» **Task item**:
Report each line below that carries the word "iter".

» **Data for processing**:

BEGIN

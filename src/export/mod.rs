//! # Result Export
//!
//! Renders result sets as CSV or JSON and hands the rendered text to an
//! [`ExportTarget`].
//!
//! ## Formats
//!
//! - **CSV**: header `filename,title,description,keywords`, one row per
//!   result, every field double-quoted, keywords joined with `", "`. Embedded
//!   quotes are doubled so titles containing `"` survive a round trip through
//!   spreadsheet tools.
//! - **JSON**: pretty-printed array of results with the fields `id`,
//!   `filename`, `title`, `description`, `keywords`.
//!
//! ## Targets
//!
//! - [`DirectoryTarget`] writes `metadata-export-{unix_millis}.{ext}` files
//! - [`StdoutTarget`] prints the content, for piping
//!
//! Export never mutates results; a failed delivery can simply be retried.

use std::fmt;
use std::path::PathBuf;

use anyhow::{Context, Result};
use async_trait::async_trait;
use chrono::{DateTime, Utc};
use tracing::info;

use crate::models::{ResultField, ResultItem};
use crate::traits::ExportTarget;

const CSV_HEADER: [&str; 4] = ["filename", "title", "description", "keywords"];
const KEYWORD_SEPARATOR: &str = ", ";

/// Supported export file formats
#[derive(Debug, Clone, Copy, PartialEq, Eq)]
pub enum ExportFormat {
    Csv,
    Json,
}

impl ExportFormat {
    pub fn extension(self) -> &'static str {
        match self {
            ExportFormat::Csv => "csv",
            ExportFormat::Json => "json",
        }
    }

    /// Render `items` in this format
    pub fn render(self, items: &[ResultItem]) -> Result<String> {
        match self {
            ExportFormat::Csv => Ok(to_csv(items)),
            ExportFormat::Json => to_json(items),
        }
    }
}

impl fmt::Display for ExportFormat {
    fn fmt(&self, f: &mut fmt::Formatter<'_>) -> fmt::Result {
        f.write_str(&self.extension().to_uppercase())
    }
}

/// Render results as CSV
pub fn to_csv(items: &[ResultItem]) -> String {
    let mut lines = Vec::with_capacity(items.len() + 1);
    lines.push(CSV_HEADER.join(","));

    for item in items {
        let keywords = item.keywords.join(KEYWORD_SEPARATOR);
        let row = [
            item.filename.as_str(),
            item.title.as_str(),
            item.description.as_str(),
            keywords.as_str(),
        ]
        .iter()
        .map(|field| quote_csv(field))
        .collect::<Vec<_>>()
        .join(",");
        lines.push(row);
    }

    lines.join("\n")
}

fn quote_csv(field: &str) -> String {
    format!("\"{}\"", field.replace('"', "\"\""))
}

/// Render results as a pretty-printed JSON array
pub fn to_json(items: &[ResultItem]) -> Result<String> {
    serde_json::to_string_pretty(items).context("Failed to serialize results to JSON")
}

/// Plain text of one field, as copied to the clipboard
pub fn clipboard_text(item: &ResultItem, field: ResultField) -> String {
    match field {
        ResultField::Title => item.title.clone(),
        ResultField::Description => item.description.clone(),
        ResultField::Keywords => item.keywords.join(KEYWORD_SEPARATOR),
    }
}

/// `metadata-export-{unix_millis}.{ext}`
pub fn export_file_name(format: ExportFormat, at: DateTime<Utc>) -> String {
    format!(
        "metadata-export-{}.{}",
        at.timestamp_millis(),
        format.extension()
    )
}

/// Writes exports into a directory, creating it when missing
#[derive(Debug, Clone)]
pub struct DirectoryTarget {
    dir: PathBuf,
}

impl DirectoryTarget {
    pub fn new(dir: impl Into<PathBuf>) -> Self {
        Self { dir: dir.into() }
    }
}

#[async_trait]
impl ExportTarget for DirectoryTarget {
    fn name(&self) -> &str {
        "directory"
    }

    async fn deliver(&self, file_name: &str, content: &str) -> Result<String> {
        tokio::fs::create_dir_all(&self.dir)
            .await
            .with_context(|| format!("Failed to create export directory {}", self.dir.display()))?;

        let path = self.dir.join(file_name);
        tokio::fs::write(&path, content)
            .await
            .with_context(|| format!("Failed to write {}", path.display()))?;

        info!("Wrote {} bytes to {}", content.len(), path.display());
        Ok(path.display().to_string())
    }
}

/// Prints exports to standard output
#[derive(Debug, Clone, Copy, Default)]
pub struct StdoutTarget;

#[async_trait]
impl ExportTarget for StdoutTarget {
    fn name(&self) -> &str {
        "stdout"
    }

    async fn deliver(&self, _file_name: &str, content: &str) -> Result<String> {
        println!("{content}");
        Ok("standard output".to_string())
    }
}
//! External metadata providers
//!
//! - [`CatalogProvider`]: addon-style catalog keyed by namespaced ids
//! - [`AnimeProvider`]: anime catalog keyed by numeric `kitsu:` ids

use std::sync::Arc;

use crate::config::ProvidersConfig;
use crate::errors::AppResult;
use crate::models::ProviderKind;
use crate::utils::StandardHttpClient;

pub mod anime;
pub mod catalog;
pub mod traits;

pub use anime::AnimeProvider;
pub use catalog::CatalogProvider;
pub use traits::{EpisodeRecord, FetchRequest, MetadataProvider, ProviderMeta};

/// Build the configured providers in fallback order, skipping repeats
pub fn build_providers(config: &ProvidersConfig) -> AppResult<Vec<Arc<dyn MetadataProvider>>> {
    let http = StandardHttpClient::with_timeout(config.timeout)?;
    let mut providers: Vec<Arc<dyn MetadataProvider>> = Vec::new();

    for kind in &config.order {
        if providers.iter().any(|p| p.kind() == *kind) {
            continue;
        }
        let provider: Arc<dyn MetadataProvider> = match kind {
            ProviderKind::Catalog => {
                Arc::new(CatalogProvider::new(&config.catalog_base_url, http.clone()))
            }
            ProviderKind::Anime => Arc::new(AnimeProvider::new(&config.anime_base_url, http.clone())),
        };
        providers.push(provider);
    }

    Ok(providers)
}

#[cfg(test)]
mod tests {
    use super::*;

    #[test]
    fn test_build_providers_follows_order_without_duplicates() {
        let config = ProvidersConfig {
            order: vec![ProviderKind::Anime, ProviderKind::Catalog, ProviderKind::Anime],
            ..ProvidersConfig::default()
        };
        let kinds: Vec<ProviderKind> = build_providers(&config)
            .unwrap()
            .iter()
            .map(|p| p.kind())
            .collect();
        assert_eq!(kinds, vec![ProviderKind::Anime, ProviderKind::Catalog]);
    }
}
use std::time::Duration;

use reqwest::Client;
use serde::de::DeserializeOwned;
use tracing::debug;

use crate::errors::{AppError, AppResult, ProviderError, ProviderResult};

/// JSON-over-HTTP client shared by the metadata providers
///
/// Every request is bounded by a single total timeout; transport failures,
/// non-success statuses and undecodable bodies all come back as
/// [`ProviderError`] values.
#[derive(Debug, Clone)]
pub struct StandardHttpClient {
    client: Client,
    timeout: Duration,
}

impl StandardHttpClient {
    /// Create a client whose requests time out after `timeout`
    pub fn with_timeout(timeout: Duration) -> AppResult<Self> {
        let client = Client::builder()
            .timeout(timeout)
            .user_agent(concat!(env!("CARGO_PKG_NAME"), "/", env!("CARGO_PKG_VERSION")))
            .build()
            .map_err(|e| AppError::configuration(format!("Failed to create HTTP client: {e}")))?;

        Ok(Self { client, timeout })
    }

    pub fn timeout(&self) -> Duration {
        self.timeout
    }

    /// GET `url` and decode the body as JSON
    pub async fn fetch_json<T: DeserializeOwned>(&self, url: &str) -> ProviderResult<T> {
        debug!("Fetching JSON content from: {}", url);

        let response = self
            .client
            .get(url)
            .send()
            .await
            .map_err(|e| ProviderError::from_transport(url, &e))?;

        let status = response.status();
        if !status.is_success() {
            return Err(ProviderError::Http {
                status: status.as_u16(),
                url: url.to_string(),
            });
        }

        let bytes = response
            .bytes()
            .await
            .map_err(|e| ProviderError::from_transport(url, &e))?;

        debug!("Fetched {} bytes from {}", bytes.len(), url);

        serde_json::from_slice(&bytes)
            .map_err(|e| ProviderError::malformed(url, format!("Failed to parse JSON: {e}")))
    }
}
use chrono::{DateTime, Utc};
use serde::{Deserialize, Serialize};
use uuid::Uuid;

use super::identifier::MediaIdentifier;

/// An uploaded subtitle file
#[derive(Debug, Clone, PartialEq, Serialize, Deserialize)]
pub struct SubtitleRecord {
    pub id: Uuid,
    pub identifier: MediaIdentifier,
    /// File name inside the subtitle directory
    pub file_name: String,
    pub label: String,
    pub language: String,
    pub uploaded_at: DateTime<Utc>,
}

impl SubtitleRecord {
    pub fn new(
        identifier: MediaIdentifier,
        file_name: String,
        label: String,
        language: String,
    ) -> Self {
        Self {
            id: Uuid::new_v4(),
            identifier,
            file_name,
            label,
            language,
            uploaded_at: Utc::now(),
        }
    }

    pub fn download_url(&self, base_url: &str) -> String {
        format!(
            "{}/download/{}",
            base_url.trim_end_matches('/'),
            urlencoding::encode(&self.file_name)
        )
    }

    pub fn descriptor(&self, base_url: &str) -> SubtitleDescriptor {
        SubtitleDescriptor {
            id: self.id.to_string(),
            url: self.download_url(base_url),
            lang: self.language.clone(),
            label: self.label.clone(),
        }
    }
}

/// Subtitle entry in the shape addon clients expect
#[derive(Debug, Clone, PartialEq, Eq, Serialize, Deserialize)]
pub struct SubtitleDescriptor {
    pub id: String,
    pub url: String,
    pub lang: String,
    pub label: String,
}

#[cfg(test)]
mod tests {
    use super::*;

    #[test]
    fn test_descriptor_builds_download_url() {
        let record = SubtitleRecord::new(
            MediaIdentifier::parse("tt1:1:1"),
            "sub-1-2.srt".to_string(),
            "Community".to_string(),
            "ara".to_string(),
        );
        let descriptor = record.descriptor("https://subs.example/");
        assert_eq!(descriptor.url, "https://subs.example/download/sub-1-2.srt");
        assert_eq!(descriptor.lang, "ara");
        assert_eq!(descriptor.id, record.id.to_string());
    }
}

END

» **Task solution**:
        .iter()
        if providers.iter().any(|p| p.kind() == *kind) {
            .iter()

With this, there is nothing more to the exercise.